= Beginning of Section =

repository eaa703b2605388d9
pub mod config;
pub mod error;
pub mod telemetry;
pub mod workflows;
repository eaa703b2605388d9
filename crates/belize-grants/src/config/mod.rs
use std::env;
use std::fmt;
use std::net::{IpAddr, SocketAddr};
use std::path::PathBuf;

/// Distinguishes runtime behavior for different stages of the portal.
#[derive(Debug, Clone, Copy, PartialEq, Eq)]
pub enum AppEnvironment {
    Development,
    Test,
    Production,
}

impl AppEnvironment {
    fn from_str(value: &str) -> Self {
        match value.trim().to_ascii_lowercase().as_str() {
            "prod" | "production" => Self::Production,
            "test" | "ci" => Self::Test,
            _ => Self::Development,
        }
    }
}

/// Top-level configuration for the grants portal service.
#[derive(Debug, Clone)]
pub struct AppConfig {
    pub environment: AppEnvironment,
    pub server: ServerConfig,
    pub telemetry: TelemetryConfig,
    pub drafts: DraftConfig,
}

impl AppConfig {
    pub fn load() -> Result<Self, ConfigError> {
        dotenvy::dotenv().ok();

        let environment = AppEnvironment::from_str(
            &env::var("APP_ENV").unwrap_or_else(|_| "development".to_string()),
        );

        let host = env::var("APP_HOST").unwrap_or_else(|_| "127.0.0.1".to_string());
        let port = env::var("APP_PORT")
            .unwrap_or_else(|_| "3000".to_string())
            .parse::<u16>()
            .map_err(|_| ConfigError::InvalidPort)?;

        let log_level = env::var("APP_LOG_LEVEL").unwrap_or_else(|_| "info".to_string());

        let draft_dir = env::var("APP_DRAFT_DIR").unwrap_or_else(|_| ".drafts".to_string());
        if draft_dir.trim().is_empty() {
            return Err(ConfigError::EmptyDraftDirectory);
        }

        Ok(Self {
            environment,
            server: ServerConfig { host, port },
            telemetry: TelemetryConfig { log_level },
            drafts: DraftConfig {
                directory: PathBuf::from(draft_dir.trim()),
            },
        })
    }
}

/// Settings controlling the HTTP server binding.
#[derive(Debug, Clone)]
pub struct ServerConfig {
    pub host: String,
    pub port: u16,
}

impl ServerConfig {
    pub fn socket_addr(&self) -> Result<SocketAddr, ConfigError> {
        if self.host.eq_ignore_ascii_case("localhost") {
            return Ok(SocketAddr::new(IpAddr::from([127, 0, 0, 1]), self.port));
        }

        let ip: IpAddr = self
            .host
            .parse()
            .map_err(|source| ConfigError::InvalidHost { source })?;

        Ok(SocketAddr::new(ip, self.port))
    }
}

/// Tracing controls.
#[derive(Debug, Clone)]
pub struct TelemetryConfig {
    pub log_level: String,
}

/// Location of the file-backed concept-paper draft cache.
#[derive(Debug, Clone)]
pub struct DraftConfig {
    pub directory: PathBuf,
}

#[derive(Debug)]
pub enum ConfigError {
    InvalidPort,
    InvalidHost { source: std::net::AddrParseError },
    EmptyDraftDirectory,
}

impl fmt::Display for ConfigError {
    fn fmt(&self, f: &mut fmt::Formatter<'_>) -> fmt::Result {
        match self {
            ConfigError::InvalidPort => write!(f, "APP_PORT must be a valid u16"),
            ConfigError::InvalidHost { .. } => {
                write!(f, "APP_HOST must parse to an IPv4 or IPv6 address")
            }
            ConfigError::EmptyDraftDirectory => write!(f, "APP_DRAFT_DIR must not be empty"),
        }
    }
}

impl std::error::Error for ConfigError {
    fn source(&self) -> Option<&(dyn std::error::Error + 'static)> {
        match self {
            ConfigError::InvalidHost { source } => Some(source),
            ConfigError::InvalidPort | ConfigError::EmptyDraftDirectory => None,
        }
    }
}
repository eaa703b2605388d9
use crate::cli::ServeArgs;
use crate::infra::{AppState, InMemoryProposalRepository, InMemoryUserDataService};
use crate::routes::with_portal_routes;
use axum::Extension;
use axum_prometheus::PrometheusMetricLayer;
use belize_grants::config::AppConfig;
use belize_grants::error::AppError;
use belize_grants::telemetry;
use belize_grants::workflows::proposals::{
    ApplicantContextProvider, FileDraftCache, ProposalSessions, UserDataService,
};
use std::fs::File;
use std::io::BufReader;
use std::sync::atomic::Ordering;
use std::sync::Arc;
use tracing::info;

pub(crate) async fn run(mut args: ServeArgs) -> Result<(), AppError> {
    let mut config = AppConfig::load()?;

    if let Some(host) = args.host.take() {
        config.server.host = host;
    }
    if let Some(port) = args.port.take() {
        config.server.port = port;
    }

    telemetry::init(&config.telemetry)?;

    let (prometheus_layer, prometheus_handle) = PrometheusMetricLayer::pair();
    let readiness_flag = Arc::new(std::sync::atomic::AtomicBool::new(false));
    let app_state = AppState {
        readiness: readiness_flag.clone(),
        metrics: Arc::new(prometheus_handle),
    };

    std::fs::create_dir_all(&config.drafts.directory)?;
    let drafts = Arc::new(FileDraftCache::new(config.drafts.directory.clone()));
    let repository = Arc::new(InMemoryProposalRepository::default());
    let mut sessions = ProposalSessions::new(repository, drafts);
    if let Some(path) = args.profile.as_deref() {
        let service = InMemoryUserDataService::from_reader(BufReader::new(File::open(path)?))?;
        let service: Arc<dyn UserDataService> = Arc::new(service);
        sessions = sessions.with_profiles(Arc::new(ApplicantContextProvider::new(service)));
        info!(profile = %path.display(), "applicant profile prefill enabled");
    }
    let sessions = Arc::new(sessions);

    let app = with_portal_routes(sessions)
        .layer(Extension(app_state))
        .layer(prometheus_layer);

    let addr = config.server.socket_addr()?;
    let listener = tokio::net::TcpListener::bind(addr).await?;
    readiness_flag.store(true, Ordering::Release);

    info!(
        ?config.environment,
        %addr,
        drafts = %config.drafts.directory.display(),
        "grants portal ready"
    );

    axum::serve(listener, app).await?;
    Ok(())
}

= End of Section =

#### YOUR ASSIGNMENT
Copy the entire listing, keeping each line exactly as it is.

#### ANSWER BOX
repository eaa703b2605388d9
pub mod config;
pub mod error;
pub mod telemetry;
pub mod workflows;
repository eaa703b2605388d9
filename crates/belize-grants/src/config/mod.rs
use std::env;
use std::fmt;
use std::net::{IpAddr, SocketAddr};
use std::path::PathBuf;

/// Distinguishes runtime behavior for different stages of the portal.
#[derive(Debug, Clone, Copy, PartialEq, Eq)]
pub enum AppEnvironment {
    Development,
    Test,
    Production,
}

impl AppEnvironment {
    fn from_str(value: &str) -> Self {
        match value.trim().to_ascii_lowercase().as_str() {
            "prod" | "production" => Self::Production,
            "test" | "ci" => Self::Test,
            _ => Self::Development,
        }
    }
}

/// Top-level configuration for the grants portal service.
#[derive(Debug, Clone)]
pub struct AppConfig {
    pub environment: AppEnvironment,
    pub server: ServerConfig,
    pub telemetry: TelemetryConfig,
    pub drafts: DraftConfig,
}

impl AppConfig {
    pub fn load() -> Result<Self, ConfigError> {
        dotenvy::dotenv().ok();

        let environment = AppEnvironment::from_str(
            &env::var("APP_ENV").unwrap_or_else(|_| "development".to_string()),
        );

        let host = env::var("APP_HOST").unwrap_or_else(|_| "127.0.0.1".to_string());
        let port = env::var("APP_PORT")
            .unwrap_or_else(|_| "3000".to_string())
            .parse::<u16>()
            .map_err(|_| ConfigError::InvalidPort)?;

        let log_level = env::var("APP_LOG_LEVEL").unwrap_or_else(|_| "info".to_string());

        let draft_dir = env::var("APP_DRAFT_DIR").unwrap_or_else(|_| ".drafts".to_string());
        if draft_dir.trim().is_empty() {
            return Err(ConfigError::EmptyDraftDirectory);
        }

        Ok(Self {
            environment,
            server: ServerConfig { host, port },
            telemetry: TelemetryConfig { log_level },
            drafts: DraftConfig {
                directory: PathBuf::from(draft_dir.trim()),
            },
        })
    }
}

/// Settings controlling the HTTP server binding.
#[derive(Debug, Clone)]
pub struct ServerConfig {
    pub host: String,
    pub port: u16,
}

impl ServerConfig {
    pub fn socket_addr(&self) -> Result<SocketAddr, ConfigError> {
        if self.host.eq_ignore_ascii_case("localhost") {
            return Ok(SocketAddr::new(IpAddr::from([127, 0, 0, 1]), self.port));
        }

        let ip: IpAddr = self
            .host
            .parse()
            .map_err(|source| ConfigError::InvalidHost { source })?;

        Ok(SocketAddr::new(ip, self.port))
    }
}

/// Tracing controls.
#[derive(Debug, Clone)]
pub struct TelemetryConfig {
    pub log_level: String,
}

/// Location of the file-backed concept-paper draft cache.
#[derive(Debug, Clone)]
pub struct DraftConfig {
    pub directory: PathBuf,
}

#[derive(Debug)]
pub enum ConfigError {
    InvalidPort,
    InvalidHost { source: std::net::AddrParseError },
    EmptyDraftDirectory,
}

impl fmt::Display for ConfigError {
    fn fmt(&self, f: &mut fmt::Formatter<'_>) -> fmt::Result {
        match self {
            ConfigError::InvalidPort => write!(f, "APP_PORT must be a valid u16"),
            ConfigError::InvalidHost { .. } => {
                write!(f, "APP_HOST must parse to an IPv4 or IPv6 address")
            }
            ConfigError::EmptyDraftDirectory => write!(f, "APP_DRAFT_DIR must not be empty"),
        }
    }
}

impl std::error::Error for ConfigError {
    fn source(&self) -> Option<&(dyn std::error::Error + 'static)> {
        match self {
            ConfigError::InvalidHost { source } => Some(source),
            ConfigError::InvalidPort | ConfigError::EmptyDraftDirectory => None,
        }
    }
}
repository eaa703b2605388d9
use crate::cli::ServeArgs;
use crate::infra::{AppState, InMemoryProposalRepository, InMemoryUserDataService};
use crate::routes::with_portal_routes;
use axum::Extension;
use axum_prometheus::PrometheusMetricLayer;
use belize_grants::config::AppConfig;
use belize_grants::error::AppError;
use belize_grants::telemetry;
use belize_grants::workflows::proposals::{
    ApplicantContextProvider, FileDraftCache, ProposalSessions, UserDataService,
};
use std::fs::File;
use std::io::BufReader;
use std::sync::atomic::Ordering;
use std::sync::Arc;
use tracing::info;

pub(crate) async fn run(mut args: ServeArgs) -> Result<(), AppError> {
    let mut config = AppConfig::load()?;

    if let Some(host) = args.host.take() {
        config.server.host = host;
    }
    if let Some(port) = args.port.take() {
        config.server.port = port;
    }

    telemetry::init(&config.telemetry)?;

    let (prometheus_layer, prometheus_handle) = PrometheusMetricLayer::pair();
    let readiness_flag = Arc::new(std::sync::atomic::AtomicBool::new(false));
    let app_state = AppState {
        readiness: readiness_flag.clone(),
        metrics: Arc::new(prometheus_handle),
    };

    std::fs::create_dir_all(&config.drafts.directory)?;
    let drafts = Arc::new(FileDraftCache::new(config.drafts.directory.clone()));
    let repository = Arc::new(InMemoryProposalRepository::default());
    let mut sessions = ProposalSessions::new(repository, drafts);
    if let Some(path) = args.profile.as_deref() {
        let service = InMemoryUserDataService::from_reader(BufReader::new(File::open(path)?))?;
        let service: Arc<dyn UserDataService> = Arc::new(service);
        sessions = sessions.with_profiles(Arc::new(ApplicantContextProvider::new(service)));
        info!(profile = %path.display(), "applicant profile prefill enabled");
    }
    let sessions = Arc::new(sessions);

    let app = with_portal_routes(sessions)
        .layer(Extension(app_state))
        .layer(prometheus_layer);

    let addr = config.server.socket_addr()?;
    let listener = tokio::net::TcpListener::bind(addr).await?;
    readiness_flag.store(true, Ordering::Release);

    info!(
        ?config.environment,
        %addr,
        drafts = %config.drafts.directory.display(),
        "grants portal ready"
    );

    axum::serve(listener, app).await?;
    Ok(())
}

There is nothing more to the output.